What you will do: Look for "failed" in the records and copy every line that has it.

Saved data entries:
=== Begin Enclosure ===

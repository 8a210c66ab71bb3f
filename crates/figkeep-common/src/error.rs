//! Unified error types for the figkeep workspace.
//!
//! Only [`FigkeepError::InvalidArgument`] ever reaches a caller of the hold
//! loop; the other variants are produced by collaborators and capability
//! probes and are recovered inside the loop.

use std::path::PathBuf;

use thiserror::Error;

/// Top-level error type shared across the workspace.
#[derive(Debug, Error)]
pub enum FigkeepError {
    /// An I/O operation failed.
    #[error("I/O error at {path}: {source}")]
    Io {
        /// Path where the I/O error occurred.
        path: PathBuf,
        /// Underlying I/O error.
        source: std::io::Error,
    },

    /// A caller-supplied value is outside its accepted set.
    #[error("invalid argument: {message}")]
    InvalidArgument {
        /// Description of the rejected value.
        message: String,
    },

    /// A platform facility needed by a best-effort feature is missing.
    #[error("{capability} unavailable: {reason}")]
    Unsupported {
        /// Short name of the missing capability.
        capability: &'static str,
        /// Why the probe failed.
        reason: String,
    },

    /// The windowing collaborator reported a failure.
    #[error("window system error: {message}")]
    Window {
        /// Description reported by the collaborator.
        message: String,
    },

    /// Serialization or deserialization failed.
    #[error("serialization error: {source}")]
    Serialization {
        /// Underlying serialization error.
        #[from]
        source: serde_json::Error,
    },
}

impl FigkeepError {
    /// Builds an [`FigkeepError::Unsupported`] from any displayable cause.
    pub fn unsupported(capability: &'static str, reason: impl std::fmt::Display) -> Self {
        Self::Unsupported {
            capability,
            reason: reason.to_string(),
        }
    }

    /// Builds a [`FigkeepError::Window`] from any displayable cause.
    pub fn window(message: impl std::fmt::Display) -> Self {
        Self::Window {
            message: message.to_string(),
        }
    }
}

/// Convenience alias used throughout the workspace.
pub type Result<T> = std::result::Result<T, FigkeepError>;

#[cfg(test)]
mod tests {
    use super::*;

    #[test]
    fn unsupported_names_the_capability() {
        let err = FigkeepError::unsupported("cbreak mode", "not a terminal");
        assert_eq!(err.to_string(), "cbreak mode unavailable: not a terminal");
    }

    #[test]
    fn serde_errors_convert() {
        let source = serde_json::from_str::<u32>("nope").unwrap_err();
        let err: FigkeepError = source.into();
        assert!(matches!(err, FigkeepError::Serialization { .. }));
    }
}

=== End Enclosure ===

Result of this task:
    /// An I/O operation failed.
        /// Why the probe failed.
    /// Serialization or deserialization failed.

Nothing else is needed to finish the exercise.